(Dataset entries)
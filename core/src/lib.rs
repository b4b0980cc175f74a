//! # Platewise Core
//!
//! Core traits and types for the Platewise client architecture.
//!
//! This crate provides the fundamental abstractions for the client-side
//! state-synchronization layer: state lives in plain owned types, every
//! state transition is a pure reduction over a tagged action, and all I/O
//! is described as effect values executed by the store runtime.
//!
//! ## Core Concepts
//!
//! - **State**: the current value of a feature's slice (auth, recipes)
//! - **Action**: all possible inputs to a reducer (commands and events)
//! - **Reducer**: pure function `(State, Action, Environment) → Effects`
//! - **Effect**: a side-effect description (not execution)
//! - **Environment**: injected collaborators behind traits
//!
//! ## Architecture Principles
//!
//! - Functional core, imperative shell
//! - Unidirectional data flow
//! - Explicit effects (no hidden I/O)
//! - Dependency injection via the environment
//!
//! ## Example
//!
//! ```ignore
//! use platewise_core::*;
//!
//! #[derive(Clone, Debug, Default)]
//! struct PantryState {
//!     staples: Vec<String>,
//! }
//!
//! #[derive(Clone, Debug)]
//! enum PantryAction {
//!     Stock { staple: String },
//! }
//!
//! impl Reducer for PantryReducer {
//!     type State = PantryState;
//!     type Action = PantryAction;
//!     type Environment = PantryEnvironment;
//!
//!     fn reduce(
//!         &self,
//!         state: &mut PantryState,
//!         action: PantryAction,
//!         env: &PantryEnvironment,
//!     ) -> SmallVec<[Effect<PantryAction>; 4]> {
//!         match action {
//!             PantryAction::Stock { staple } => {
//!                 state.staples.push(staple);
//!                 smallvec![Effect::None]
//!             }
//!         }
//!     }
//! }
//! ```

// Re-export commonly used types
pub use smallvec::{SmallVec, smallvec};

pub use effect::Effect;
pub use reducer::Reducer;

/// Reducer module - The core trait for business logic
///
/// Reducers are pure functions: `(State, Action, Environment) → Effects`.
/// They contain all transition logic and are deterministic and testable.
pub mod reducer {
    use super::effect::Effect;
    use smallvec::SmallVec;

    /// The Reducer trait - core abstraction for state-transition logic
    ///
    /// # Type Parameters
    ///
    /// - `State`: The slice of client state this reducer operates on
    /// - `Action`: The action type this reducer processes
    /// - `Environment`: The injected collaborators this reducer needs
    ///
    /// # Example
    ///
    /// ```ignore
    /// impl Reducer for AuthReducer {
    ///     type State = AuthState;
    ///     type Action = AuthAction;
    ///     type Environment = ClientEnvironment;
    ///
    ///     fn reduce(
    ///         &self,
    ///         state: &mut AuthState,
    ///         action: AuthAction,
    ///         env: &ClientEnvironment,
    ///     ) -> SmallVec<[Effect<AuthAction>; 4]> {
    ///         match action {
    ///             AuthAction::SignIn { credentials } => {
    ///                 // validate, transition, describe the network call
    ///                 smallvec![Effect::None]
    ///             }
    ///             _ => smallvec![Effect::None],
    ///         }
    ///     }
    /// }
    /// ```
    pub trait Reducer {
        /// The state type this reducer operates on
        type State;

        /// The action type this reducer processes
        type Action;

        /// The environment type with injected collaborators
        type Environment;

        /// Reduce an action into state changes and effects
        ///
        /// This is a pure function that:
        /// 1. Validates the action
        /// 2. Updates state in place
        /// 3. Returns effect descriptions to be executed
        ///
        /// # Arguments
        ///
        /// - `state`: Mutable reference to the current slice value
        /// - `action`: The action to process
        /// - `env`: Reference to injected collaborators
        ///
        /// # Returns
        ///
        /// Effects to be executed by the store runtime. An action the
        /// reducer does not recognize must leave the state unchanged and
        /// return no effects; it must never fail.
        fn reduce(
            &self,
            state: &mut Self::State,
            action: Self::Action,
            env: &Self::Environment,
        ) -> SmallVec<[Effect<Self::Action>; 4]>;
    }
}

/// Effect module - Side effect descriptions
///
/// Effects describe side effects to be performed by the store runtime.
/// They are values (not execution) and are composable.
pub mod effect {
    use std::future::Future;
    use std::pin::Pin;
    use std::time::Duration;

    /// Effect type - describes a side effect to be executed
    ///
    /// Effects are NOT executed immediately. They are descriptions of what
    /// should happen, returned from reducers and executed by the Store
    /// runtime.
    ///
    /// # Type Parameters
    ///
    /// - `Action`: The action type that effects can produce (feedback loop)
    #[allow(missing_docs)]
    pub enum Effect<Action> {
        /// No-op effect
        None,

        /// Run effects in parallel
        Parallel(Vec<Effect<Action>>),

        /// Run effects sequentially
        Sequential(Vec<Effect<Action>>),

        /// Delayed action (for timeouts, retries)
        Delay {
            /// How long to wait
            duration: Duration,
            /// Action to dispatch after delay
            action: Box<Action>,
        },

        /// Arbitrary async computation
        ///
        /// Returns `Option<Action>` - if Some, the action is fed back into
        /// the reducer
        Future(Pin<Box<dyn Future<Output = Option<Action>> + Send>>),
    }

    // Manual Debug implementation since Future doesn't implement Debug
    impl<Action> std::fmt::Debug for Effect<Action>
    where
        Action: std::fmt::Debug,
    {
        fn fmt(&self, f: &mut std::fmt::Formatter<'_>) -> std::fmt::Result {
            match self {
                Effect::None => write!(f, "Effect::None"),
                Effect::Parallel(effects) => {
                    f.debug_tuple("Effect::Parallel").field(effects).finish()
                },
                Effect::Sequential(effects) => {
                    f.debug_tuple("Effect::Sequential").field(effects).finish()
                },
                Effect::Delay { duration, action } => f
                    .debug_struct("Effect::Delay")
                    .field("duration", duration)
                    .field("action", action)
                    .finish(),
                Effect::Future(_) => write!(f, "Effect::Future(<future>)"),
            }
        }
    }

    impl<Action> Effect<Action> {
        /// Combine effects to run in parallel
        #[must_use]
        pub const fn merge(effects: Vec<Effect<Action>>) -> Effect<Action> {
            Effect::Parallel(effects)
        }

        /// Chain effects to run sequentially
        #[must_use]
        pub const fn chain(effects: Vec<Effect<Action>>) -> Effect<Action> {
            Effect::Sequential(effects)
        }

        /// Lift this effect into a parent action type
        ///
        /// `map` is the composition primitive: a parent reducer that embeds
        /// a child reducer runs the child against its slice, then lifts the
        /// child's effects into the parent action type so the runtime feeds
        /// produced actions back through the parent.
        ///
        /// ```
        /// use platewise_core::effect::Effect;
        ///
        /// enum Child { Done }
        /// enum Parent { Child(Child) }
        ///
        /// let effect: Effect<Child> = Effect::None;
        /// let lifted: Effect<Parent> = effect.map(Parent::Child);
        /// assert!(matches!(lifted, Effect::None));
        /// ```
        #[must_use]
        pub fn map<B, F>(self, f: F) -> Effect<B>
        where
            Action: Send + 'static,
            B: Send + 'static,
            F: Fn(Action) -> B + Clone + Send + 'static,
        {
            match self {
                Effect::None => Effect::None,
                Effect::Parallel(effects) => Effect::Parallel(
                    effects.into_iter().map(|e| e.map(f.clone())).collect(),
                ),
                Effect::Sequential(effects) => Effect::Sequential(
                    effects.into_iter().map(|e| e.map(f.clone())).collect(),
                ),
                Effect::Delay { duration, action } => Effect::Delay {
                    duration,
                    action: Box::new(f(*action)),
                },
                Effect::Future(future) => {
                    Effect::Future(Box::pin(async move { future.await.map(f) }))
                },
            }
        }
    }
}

-- Exercise --
Retype, exactly and in full, the lines above from the one containing "type Environment;" through the one containing "descriptions of what".

-- Worked solution --
        type Environment;

        /// Reduce an action into state changes and effects
        ///
        /// This is a pure function that:
        /// 1. Validates the action
        /// 2. Updates state in place
        /// 3. Returns effect descriptions to be executed
        ///
        /// # Arguments
        ///
        /// - `state`: Mutable reference to the current slice value
        /// - `action`: The action to process
        /// - `env`: Reference to injected collaborators
        ///
        /// # Returns
        ///
        /// Effects to be executed by the store runtime. An action the
        /// reducer does not recognize must leave the state unchanged and
        /// return no effects; it must never fail.
        fn reduce(
            &self,
            state: &mut Self::State,
            action: Self::Action,
            env: &Self::Environment,
        ) -> SmallVec<[Effect<Self::Action>; 4]>;
    }
}

/// Effect module - Side effect descriptions
///
/// Effects describe side effects to be performed by the store runtime.
/// They are values (not execution) and are composable.
pub mod effect {
    use std::future::Future;
    use std::pin::Pin;
    use std::time::Duration;

    /// Effect type - describes a side effect to be executed
    ///
    /// Effects are NOT executed immediately. They are descriptions of what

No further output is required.